Work instructions:
Work through the data line by line, gathering every line that has the word "duplicate".

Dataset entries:
= = = = =

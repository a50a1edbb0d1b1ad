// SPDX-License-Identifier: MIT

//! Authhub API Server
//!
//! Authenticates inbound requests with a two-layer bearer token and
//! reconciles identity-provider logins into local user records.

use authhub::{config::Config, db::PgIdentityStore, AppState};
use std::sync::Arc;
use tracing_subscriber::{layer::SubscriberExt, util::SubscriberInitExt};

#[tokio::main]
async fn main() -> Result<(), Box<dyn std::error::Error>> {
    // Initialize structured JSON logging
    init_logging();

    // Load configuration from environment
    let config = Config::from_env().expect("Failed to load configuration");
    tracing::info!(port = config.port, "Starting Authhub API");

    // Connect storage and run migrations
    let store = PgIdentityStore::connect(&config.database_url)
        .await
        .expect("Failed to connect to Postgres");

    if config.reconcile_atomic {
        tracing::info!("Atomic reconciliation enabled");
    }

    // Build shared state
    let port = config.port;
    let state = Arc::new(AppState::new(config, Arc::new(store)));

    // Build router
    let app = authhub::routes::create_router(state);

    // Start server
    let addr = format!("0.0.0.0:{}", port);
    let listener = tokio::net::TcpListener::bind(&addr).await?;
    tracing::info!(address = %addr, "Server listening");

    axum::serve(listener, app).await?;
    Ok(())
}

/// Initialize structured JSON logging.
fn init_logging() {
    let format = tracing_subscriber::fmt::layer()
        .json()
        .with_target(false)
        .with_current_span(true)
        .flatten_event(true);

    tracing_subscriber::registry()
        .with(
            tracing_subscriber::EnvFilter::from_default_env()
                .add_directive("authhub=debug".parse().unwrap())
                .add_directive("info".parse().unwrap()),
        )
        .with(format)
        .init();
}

= = = = =

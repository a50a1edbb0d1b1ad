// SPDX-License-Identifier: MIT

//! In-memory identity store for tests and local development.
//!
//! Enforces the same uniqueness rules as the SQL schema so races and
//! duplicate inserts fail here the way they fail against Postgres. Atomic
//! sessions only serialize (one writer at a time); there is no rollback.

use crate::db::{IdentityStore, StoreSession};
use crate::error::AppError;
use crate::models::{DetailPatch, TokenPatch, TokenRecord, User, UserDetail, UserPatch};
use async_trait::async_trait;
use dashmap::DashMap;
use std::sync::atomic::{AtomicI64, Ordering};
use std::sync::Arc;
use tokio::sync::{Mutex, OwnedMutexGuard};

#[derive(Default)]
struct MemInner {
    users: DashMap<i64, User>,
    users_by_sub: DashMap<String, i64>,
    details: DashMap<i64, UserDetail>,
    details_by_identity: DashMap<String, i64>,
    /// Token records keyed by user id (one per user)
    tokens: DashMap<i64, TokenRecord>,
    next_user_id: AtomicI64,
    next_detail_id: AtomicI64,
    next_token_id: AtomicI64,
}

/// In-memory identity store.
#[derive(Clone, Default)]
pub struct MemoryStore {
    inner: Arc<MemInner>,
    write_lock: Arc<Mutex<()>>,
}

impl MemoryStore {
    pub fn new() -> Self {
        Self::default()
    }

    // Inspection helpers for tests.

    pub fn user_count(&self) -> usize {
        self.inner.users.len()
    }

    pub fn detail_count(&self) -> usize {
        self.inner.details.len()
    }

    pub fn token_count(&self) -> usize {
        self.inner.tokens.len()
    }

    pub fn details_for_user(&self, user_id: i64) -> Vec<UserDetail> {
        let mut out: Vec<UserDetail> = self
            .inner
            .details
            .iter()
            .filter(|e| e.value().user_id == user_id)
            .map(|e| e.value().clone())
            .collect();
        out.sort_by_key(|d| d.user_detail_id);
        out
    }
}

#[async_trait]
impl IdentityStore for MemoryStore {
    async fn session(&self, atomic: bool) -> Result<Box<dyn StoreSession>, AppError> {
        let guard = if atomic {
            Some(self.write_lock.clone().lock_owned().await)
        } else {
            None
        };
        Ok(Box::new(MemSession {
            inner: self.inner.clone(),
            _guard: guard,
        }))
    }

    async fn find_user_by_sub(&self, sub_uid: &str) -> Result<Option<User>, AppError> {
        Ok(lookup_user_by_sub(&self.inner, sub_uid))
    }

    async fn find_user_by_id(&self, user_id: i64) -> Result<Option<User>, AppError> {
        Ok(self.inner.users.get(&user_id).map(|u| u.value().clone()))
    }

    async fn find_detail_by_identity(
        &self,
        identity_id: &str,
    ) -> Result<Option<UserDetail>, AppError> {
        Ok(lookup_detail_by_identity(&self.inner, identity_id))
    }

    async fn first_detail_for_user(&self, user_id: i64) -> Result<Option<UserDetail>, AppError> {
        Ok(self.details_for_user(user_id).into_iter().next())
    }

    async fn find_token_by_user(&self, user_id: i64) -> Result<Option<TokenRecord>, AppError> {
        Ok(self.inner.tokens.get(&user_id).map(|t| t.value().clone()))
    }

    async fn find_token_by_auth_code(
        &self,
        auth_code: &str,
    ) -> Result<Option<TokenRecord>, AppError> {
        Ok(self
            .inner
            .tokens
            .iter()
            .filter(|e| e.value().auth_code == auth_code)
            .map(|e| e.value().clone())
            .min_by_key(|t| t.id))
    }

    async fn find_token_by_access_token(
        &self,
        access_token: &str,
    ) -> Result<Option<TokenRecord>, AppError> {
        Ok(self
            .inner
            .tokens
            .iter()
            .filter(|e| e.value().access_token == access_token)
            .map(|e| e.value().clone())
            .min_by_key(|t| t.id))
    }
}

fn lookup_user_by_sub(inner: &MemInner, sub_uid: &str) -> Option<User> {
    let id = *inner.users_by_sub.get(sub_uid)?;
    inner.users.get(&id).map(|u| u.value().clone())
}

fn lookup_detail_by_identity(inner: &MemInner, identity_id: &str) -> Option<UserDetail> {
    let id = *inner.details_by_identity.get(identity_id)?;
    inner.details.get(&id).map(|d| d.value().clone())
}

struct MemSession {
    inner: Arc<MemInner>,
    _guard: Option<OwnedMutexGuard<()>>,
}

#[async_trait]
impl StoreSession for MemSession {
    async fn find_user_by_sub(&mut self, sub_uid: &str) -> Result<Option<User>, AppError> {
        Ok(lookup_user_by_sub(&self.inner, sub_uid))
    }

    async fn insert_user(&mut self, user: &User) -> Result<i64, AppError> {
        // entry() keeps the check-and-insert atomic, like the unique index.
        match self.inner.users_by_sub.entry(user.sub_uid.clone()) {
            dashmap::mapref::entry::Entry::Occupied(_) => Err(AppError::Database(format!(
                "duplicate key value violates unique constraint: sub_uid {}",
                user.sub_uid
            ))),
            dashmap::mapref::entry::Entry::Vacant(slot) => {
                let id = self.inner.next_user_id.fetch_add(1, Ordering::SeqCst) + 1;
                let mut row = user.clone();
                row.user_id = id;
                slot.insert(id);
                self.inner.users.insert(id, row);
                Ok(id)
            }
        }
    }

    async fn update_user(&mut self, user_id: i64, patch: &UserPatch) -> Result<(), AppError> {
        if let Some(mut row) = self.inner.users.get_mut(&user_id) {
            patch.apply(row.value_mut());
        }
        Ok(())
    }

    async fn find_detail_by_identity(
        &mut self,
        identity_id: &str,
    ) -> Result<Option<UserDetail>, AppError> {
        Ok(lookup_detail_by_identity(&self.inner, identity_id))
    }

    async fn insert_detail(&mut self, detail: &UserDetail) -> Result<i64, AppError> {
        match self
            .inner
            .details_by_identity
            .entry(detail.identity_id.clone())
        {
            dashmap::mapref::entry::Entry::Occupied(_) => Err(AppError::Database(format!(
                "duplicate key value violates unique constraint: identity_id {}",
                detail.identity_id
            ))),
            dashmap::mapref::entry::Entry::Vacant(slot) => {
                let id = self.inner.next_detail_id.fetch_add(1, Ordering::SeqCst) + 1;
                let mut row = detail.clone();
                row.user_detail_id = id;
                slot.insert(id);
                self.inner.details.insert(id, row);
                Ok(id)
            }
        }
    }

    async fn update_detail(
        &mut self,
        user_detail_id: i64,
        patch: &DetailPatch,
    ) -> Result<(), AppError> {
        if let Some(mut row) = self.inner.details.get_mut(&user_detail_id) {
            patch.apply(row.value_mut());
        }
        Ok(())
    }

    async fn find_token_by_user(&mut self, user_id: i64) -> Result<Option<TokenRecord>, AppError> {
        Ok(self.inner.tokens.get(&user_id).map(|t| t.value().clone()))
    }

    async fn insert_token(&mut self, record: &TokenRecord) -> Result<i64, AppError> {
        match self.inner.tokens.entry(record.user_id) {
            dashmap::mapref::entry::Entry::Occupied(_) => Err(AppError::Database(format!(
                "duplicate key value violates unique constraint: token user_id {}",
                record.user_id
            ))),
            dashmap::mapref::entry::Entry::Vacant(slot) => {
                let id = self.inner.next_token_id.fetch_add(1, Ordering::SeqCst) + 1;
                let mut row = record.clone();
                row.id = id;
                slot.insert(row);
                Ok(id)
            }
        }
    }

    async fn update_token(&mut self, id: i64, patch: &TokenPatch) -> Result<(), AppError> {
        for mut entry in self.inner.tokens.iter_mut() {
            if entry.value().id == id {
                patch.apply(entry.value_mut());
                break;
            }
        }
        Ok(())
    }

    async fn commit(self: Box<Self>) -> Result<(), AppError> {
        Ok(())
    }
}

= = = = =

Solved exercise:
//! duplicate inserts fail here the way they fail against Postgres. Atomic
                "duplicate key value violates unique constraint: sub_uid {}",
                "duplicate key value violates unique constraint: identity_id {}",
                "duplicate key value violates unique constraint: token user_id {}",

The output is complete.